-- Your goal --
Repeat all of the records verbatim.
===== Source data =====
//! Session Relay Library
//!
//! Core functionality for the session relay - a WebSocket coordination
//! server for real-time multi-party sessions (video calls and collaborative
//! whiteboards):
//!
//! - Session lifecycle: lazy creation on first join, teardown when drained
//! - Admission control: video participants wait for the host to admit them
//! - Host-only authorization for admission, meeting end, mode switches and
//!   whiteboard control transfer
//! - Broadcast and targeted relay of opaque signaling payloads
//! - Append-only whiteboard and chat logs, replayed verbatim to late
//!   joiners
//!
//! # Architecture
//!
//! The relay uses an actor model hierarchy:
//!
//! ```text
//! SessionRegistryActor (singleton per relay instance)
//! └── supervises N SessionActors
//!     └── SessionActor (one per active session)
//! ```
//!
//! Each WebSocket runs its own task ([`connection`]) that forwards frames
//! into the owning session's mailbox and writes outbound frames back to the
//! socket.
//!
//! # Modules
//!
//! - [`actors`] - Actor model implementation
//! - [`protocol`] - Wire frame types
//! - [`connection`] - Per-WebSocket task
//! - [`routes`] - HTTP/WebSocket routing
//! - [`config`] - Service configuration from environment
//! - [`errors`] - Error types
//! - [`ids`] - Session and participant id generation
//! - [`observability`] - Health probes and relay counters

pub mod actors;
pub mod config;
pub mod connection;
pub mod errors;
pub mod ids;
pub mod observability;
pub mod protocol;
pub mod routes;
=====
-- Output --
//! Session Relay Library
//!
//! Core functionality for the session relay - a WebSocket coordination
//! server for real-time multi-party sessions (video calls and collaborative
//! whiteboards):
//!
//! - Session lifecycle: lazy creation on first join, teardown when drained
//! - Admission control: video participants wait for the host to admit them
//! - Host-only authorization for admission, meeting end, mode switches and
//!   whiteboard control transfer
//! - Broadcast and targeted relay of opaque signaling payloads
//! - Append-only whiteboard and chat logs, replayed verbatim to late
//!   joiners
//!
//! # Architecture
//!
//! The relay uses an actor model hierarchy:
//!
//! ```text
//! SessionRegistryActor (singleton per relay instance)
//! └── supervises N SessionActors
//!     └── SessionActor (one per active session)
//! ```
//!
//! Each WebSocket runs its own task ([`connection`]) that forwards frames
//! into the owning session's mailbox and writes outbound frames back to the
//! socket.
//!
//! # Modules
//!
//! - [`actors`] - Actor model implementation
//! - [`protocol`] - Wire frame types
//! - [`connection`] - Per-WebSocket task
//! - [`routes`] - HTTP/WebSocket routing
//! - [`config`] - Service configuration from environment
//! - [`errors`] - Error types
//! - [`ids`] - Session and participant id generation
//! - [`observability`] - Health probes and relay counters

pub mod actors;
pub mod config;
pub mod connection;
pub mod errors;
pub mod ids;
pub mod observability;
pub mod protocol;
pub mod routes;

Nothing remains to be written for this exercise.